TO DO: Please repeat the records below exactly, from the first line through the line containing "The instance name", and nothing more.

──────

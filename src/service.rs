//! The DNS-SD service registration model.

use core::fmt::{self, Display};

use crate::name::{self, DnsName};
use crate::MdnsError;

/// Longest TXT entry (`key=value`) representable in a DNS character string.
const TXT_ENTRY_MAX: usize = 255;

/// Validation errors for service registrations.
#[derive(Debug, Clone, Copy, Eq, PartialEq)]
pub enum ServiceError {
    /// The instance name is empty or does not fit in a DNS label.
    InvalidInstanceName,
    /// The service type is not of the form `_name._tcp` / `_name._udp`
    /// (optionally with `,subtype` suffixes).
    InvalidServiceType,
    /// A subtype label is empty or does not fit in a DNS label.
    InvalidSubtype,
    /// A TXT attribute key is empty, contains `=`, or contains a byte
    /// outside printable ASCII.
    InvalidTxtKey,
    /// A TXT `key=value` entry exceeds 255 bytes.
    TxtEntryTooLong,
}

impl Display for ServiceError {
    fn fmt(&self, f: &mut fmt::Formatter<'_>) -> fmt::Result {
        match self {
            Self::InvalidInstanceName => write!(f, "Invalid service instance name"),
            Self::InvalidServiceType => write!(f, "Invalid service type"),
            Self::InvalidSubtype => write!(f, "Invalid service subtype"),
            Self::InvalidTxtKey => write!(f, "Invalid TXT attribute key"),
            Self::TxtEntryTooLong => write!(f, "TXT attribute entry exceeds 255 bytes"),
        }
    }
}

impl std::error::Error for ServiceError {}

/// One DNS-SD TXT attribute: a key with an optional value.
///
/// A `None` value is published as the bare key (no `=`), which DNS-SD
/// distinguishes from an empty value.
#[derive(Debug, Clone, Eq, PartialEq)]
pub struct TxtAttribute {
    key: String,
    value: Option<Vec<u8>>,
}

impl TxtAttribute {
    pub fn new(key: &str, value: Option<&[u8]>) -> Result<Self, ServiceError> {
        if key.is_empty()
            || !key
                .bytes()
                .all(|b| (0x20..=0x7e).contains(&b) && b != b'=')
        {
            return Err(ServiceError::InvalidTxtKey);
        }

        let value_len = value.map(|v| v.len() + 1).unwrap_or(0);
        if key.len() + value_len > TXT_ENTRY_MAX {
            return Err(ServiceError::TxtEntryTooLong);
        }

        Ok(Self {
            key: key.to_string(),
            value: value.map(<[u8]>::to_vec),
        })
    }

    pub fn key(&self) -> &str {
        &self.key
    }

    pub fn value(&self) -> Option<&[u8]> {
        self.value.as_deref()
    }

    /// Appends this attribute as one length-prefixed TXT entry.
    fn append_entry(&self, out: &mut Vec<u8>) {
        let len = self.key.len() + self.value.as_ref().map(|v| v.len() + 1).unwrap_or(0);

        out.push(len as u8);
        out.extend_from_slice(self.key.as_bytes());
        if let Some(value) = &self.value {
            out.push(b'=');
            out.extend_from_slice(value);
        }
    }
}

/// A service registration: the caller-visible description from which the
/// repository derives all DNS records.
#[derive(Debug, Clone, Eq, PartialEq)]
pub struct ServiceInfo {
    instance_name: String,
    type_labels: Vec<String>,
    subtypes: Vec<String>,
    port: u16,
    priority: u16,
    weight: u16,
    attributes: Vec<TxtAttribute>,
}

impl ServiceInfo {
    /// Creates a registration from the string form of a service type,
    /// e.g. `"_testservice._tcp"` or `"_testservice._tcp,_sub1,_sub2"`.
    ///
    /// The `.local` TLD is appended when names are built, never supplied here.
    pub fn new(instance_name: &str, service_type: &str, port: u16) -> Result<Self, ServiceError> {
        let (type_labels, subtypes) = parse_service_type(service_type)?;

        if instance_name.is_empty() || instance_name.len() > 63 {
            return Err(ServiceError::InvalidInstanceName);
        }

        Ok(Self {
            instance_name: instance_name.to_string(),
            type_labels,
            subtypes,
            port,
            priority: 0,
            weight: 0,
            attributes: Vec::new(),
        })
    }

    pub fn with_attributes(mut self, attributes: Vec<TxtAttribute>) -> Self {
        self.attributes = attributes;
        self
    }

    pub fn with_subtypes(mut self, subtypes: Vec<String>) -> Result<Self, ServiceError> {
        for subtype in &subtypes {
            validate_label(subtype).map_err(|_| ServiceError::InvalidSubtype)?;
        }

        self.subtypes = subtypes;
        Ok(self)
    }

    pub fn with_srv_parameters(mut self, priority: u16, weight: u16) -> Self {
        self.priority = priority;
        self.weight = weight;
        self
    }

    /// Returns a copy under a different instance name, for conflict renames.
    pub fn renamed(&self, instance_name: &str) -> Result<Self, ServiceError> {
        if instance_name.is_empty() || instance_name.len() > 63 {
            return Err(ServiceError::InvalidInstanceName);
        }

        let mut info = self.clone();
        info.instance_name = instance_name.to_string();
        Ok(info)
    }

    pub fn instance_name(&self) -> &str {
        &self.instance_name
    }

    pub fn type_labels(&self) -> &[String] {
        &self.type_labels
    }

    pub fn subtypes(&self) -> &[String] {
        &self.subtypes
    }

    pub fn port(&self) -> u16 {
        self.port
    }

    pub fn priority(&self) -> u16 {
        self.priority
    }

    pub fn weight(&self) -> u16 {
        self.weight
    }

    pub fn attributes(&self) -> &[TxtAttribute] {
        &self.attributes
    }

    /// `<instance>.<type>.local`.
    pub fn instance_dns_name(&self) -> Result<DnsName, MdnsError> {
        name::instance_name(&self.instance_name, &self.type_labels)
    }

    /// `<type>.local`.
    pub fn type_dns_name(&self) -> Result<DnsName, MdnsError> {
        name::service_type_name(&self.type_labels)
    }

    /// `<subtype>._sub.<type>.local`.
    pub fn subtype_dns_name(&self, subtype: &str) -> Result<DnsName, MdnsError> {
        name::subtype_name(subtype, &self.type_labels)
    }

    /// The raw TXT rdata: length-prefixed `key=value` entries, or the
    /// mandatory single empty string when no attributes are set.
    pub fn txt_rdata(&self) -> Vec<u8> {
        if self.attributes.is_empty() {
            return vec![0];
        }

        let mut out = Vec::new();
        for attribute in &self.attributes {
            attribute.append_entry(&mut out);
        }

        out
    }

    /// Case-insensitive instance name comparison, the mDNS equality rule.
    pub fn same_instance_name(&self, other: &str) -> bool {
        self.instance_name.eq_ignore_ascii_case(other)
    }
}

fn validate_label(label: &str) -> Result<(), ServiceError> {
    if label.is_empty() || label.len() > 63 {
        return Err(ServiceError::InvalidServiceType);
    }

    Ok(())
}

/// Splits `"_foo._tcp,_sub1,_sub2"` into the type labels and the subtypes.
///
/// The type must contain at least two labels and end in `_tcp` or `_udp`.
pub fn parse_service_type(service_type: &str) -> Result<(Vec<String>, Vec<String>), ServiceError> {
    let mut parts = service_type.split(',');

    let ty = parts.next().unwrap_or_default();
    let type_labels: Vec<String> = ty.split('.').map(str::to_string).collect();

    if type_labels.len() < 2 {
        return Err(ServiceError::InvalidServiceType);
    }

    for label in &type_labels {
        validate_label(label)?;
    }

    let last = type_labels.last().map(String::as_str);
    if last != Some("_tcp") && last != Some("_udp") {
        return Err(ServiceError::InvalidServiceType);
    }

    let mut subtypes = Vec::new();
    for subtype in parts {
        validate_label(subtype).map_err(|_| ServiceError::InvalidSubtype)?;
        subtypes.push(subtype.to_string());
    }

    Ok((type_labels, subtypes))
}
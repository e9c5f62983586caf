#![warn(clippy::large_futures)]
#![allow(async_fn_in_trait)]

//! An mDNS/DNS-SD service advertiser and responder (RFC 6762 / RFC 6763).
//!
//! Given a set of service registrations, each bound to one or more network
//! interfaces, the crate probes the chosen instance names for uniqueness on
//! the local link, announces the services, answers queries from peers
//! (including negative NSEC answers and known-answer suppression), resolves
//! name conflicts and withdraws services with TTL=0 goodbye announcements.
//!
//! The crate splits into a synchronous, I/O-free core and an async `io`
//! layer (enabled by the default `io` feature):
//! - [`repository`] owns the services and their records and computes
//!   replies, probe/announcement payloads and conflicts,
//! - [`repeater`] schedules the timed probe and announcement retransmissions,
//! - [`advertiser`] drives the per-interface service state machines,
//! - [`manager`] aggregates one advertiser per interface and handles
//!   conflict renaming,
//! - [`io`] binds everything to UDP sockets, timers and the multinetwork
//!   fan-out.
//!
//! The core never reads the clock or touches a socket. The io layer samples
//! the current time and passes it in, so every scheduling decision is
//! deterministic and unit-testable.

use core::fmt::{self, Display};
use core::net::{Ipv4Addr, Ipv6Addr};

use domain::base::message::ShortMessage;
use domain::base::message_builder::PushError;
use domain::base::name::FromStrError;
use domain::base::wire::ParseError;
use domain::dep::octseq::ShortBuf;

use embassy_time::Duration;

pub mod advertiser;
#[cfg(feature = "io")]
pub mod io;
pub mod manager;
pub mod name;
pub mod record;
pub mod repeater;
pub mod repository;
pub mod service;

/// Re-export the domain lib if the user would like to directly
/// assemble / parse mDNS messages.
pub mod domain {
    pub use domain::*;
}

/// The IPv4 mDNS multicast group, as per spec.
pub const MDNS_IPV4_GROUP: Ipv4Addr = Ipv4Addr::new(224, 0, 0, 251);

/// The IPv6 mDNS multicast group, as per spec.
pub const MDNS_IPV6_GROUP: Ipv6Addr = Ipv6Addr::new(0xff02, 0, 0, 0, 0, 0, 0, 0x00fb);

/// The mDNS port, as per spec.
pub const MDNS_PORT: u16 = 5353;

/// Identifier of a registered service, unique within one repository.
pub type ServiceId = u64;

/// Opaque caller-supplied identity for listeners and interface keys.
pub type Token = u64;

/// A wrapper type for the errors returned by the `domain` library during
/// parsing and constructing mDNS messages, plus name validation failures.
#[derive(Debug, Clone, Copy, Eq, PartialEq)]
pub enum MdnsError {
    ShortBuf,
    InvalidMessage,
    InvalidName,
}

impl Display for MdnsError {
    fn fmt(&self, f: &mut fmt::Formatter<'_>) -> fmt::Result {
        match self {
            Self::ShortBuf => write!(f, "ShortBuf"),
            Self::InvalidMessage => write!(f, "InvalidMessage"),
            Self::InvalidName => write!(f, "InvalidName"),
        }
    }
}

impl std::error::Error for MdnsError {}

impl From<ShortBuf> for MdnsError {
    fn from(_: ShortBuf) -> Self {
        Self::ShortBuf
    }
}

impl From<PushError> for MdnsError {
    fn from(_: PushError) -> Self {
        Self::ShortBuf
    }
}

impl From<FromStrError> for MdnsError {
    fn from(_: FromStrError) -> Self {
        Self::InvalidName
    }
}

impl From<ShortMessage> for MdnsError {
    fn from(_: ShortMessage) -> Self {
        Self::InvalidMessage
    }
}

impl From<ParseError> for MdnsError {
    fn from(_: ParseError) -> Self {
        Self::InvalidMessage
    }
}

/// Runtime-static configuration for the advertiser stack.
///
/// The defaults implement the RFC 6762 probing (§8.1) and announcing (§8.3)
/// timings; the numeric knobs exist for tests and for products that need a
/// different aggressiveness on constrained links.
#[derive(Debug, Clone)]
pub struct AdvertiserConfig {
    /// Honor the known-answer sections of incoming queries and suppress
    /// answers the querier demonstrably still holds.
    pub known_answer_suppression: bool,
    /// Include the host address records as tentative authority records
    /// (and the host name question) while probing.
    pub address_records_in_probing: bool,
    /// Number of probe queries sent before a name is considered won.
    pub probe_count: usize,
    /// Interval between probe queries. The first probe is delayed by a
    /// random fraction of this interval.
    pub probe_interval: Duration,
    /// Number of unsolicited announcements after probing succeeds.
    pub announce_count: usize,
    /// Interval before the second announcement; doubles after every shot.
    pub announce_initial_interval: Duration,
    /// Delay before a TTL=0 goodbye is sent, so that several services
    /// removed together coalesce their exits.
    pub exit_announcement_delay: Duration,
}

impl AdvertiserConfig {
    pub const fn new() -> Self {
        Self {
            known_answer_suppression: true,
            address_records_in_probing: false,
            probe_count: 3,
            probe_interval: Duration::from_millis(250),
            announce_count: 8,
            announce_initial_interval: Duration::from_millis(1000),
            exit_announcement_delay: Duration::from_millis(100),
        }
    }
}

impl Default for AdvertiserConfig {
    fn default() -> Self {
        Self::new()
    }
}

──────

SOLUTION TO THIS EXERCISE:
filename src/service.rs
//! The DNS-SD service registration model.

use core::fmt::{self, Display};

use crate::name::{self, DnsName};
use crate::MdnsError;

/// Longest TXT entry (`key=value`) representable in a DNS character string.
const TXT_ENTRY_MAX: usize = 255;

/// Validation errors for service registrations.
#[derive(Debug, Clone, Copy, Eq, PartialEq)]
pub enum ServiceError {
    /// The instance name is empty or does not fit in a DNS label.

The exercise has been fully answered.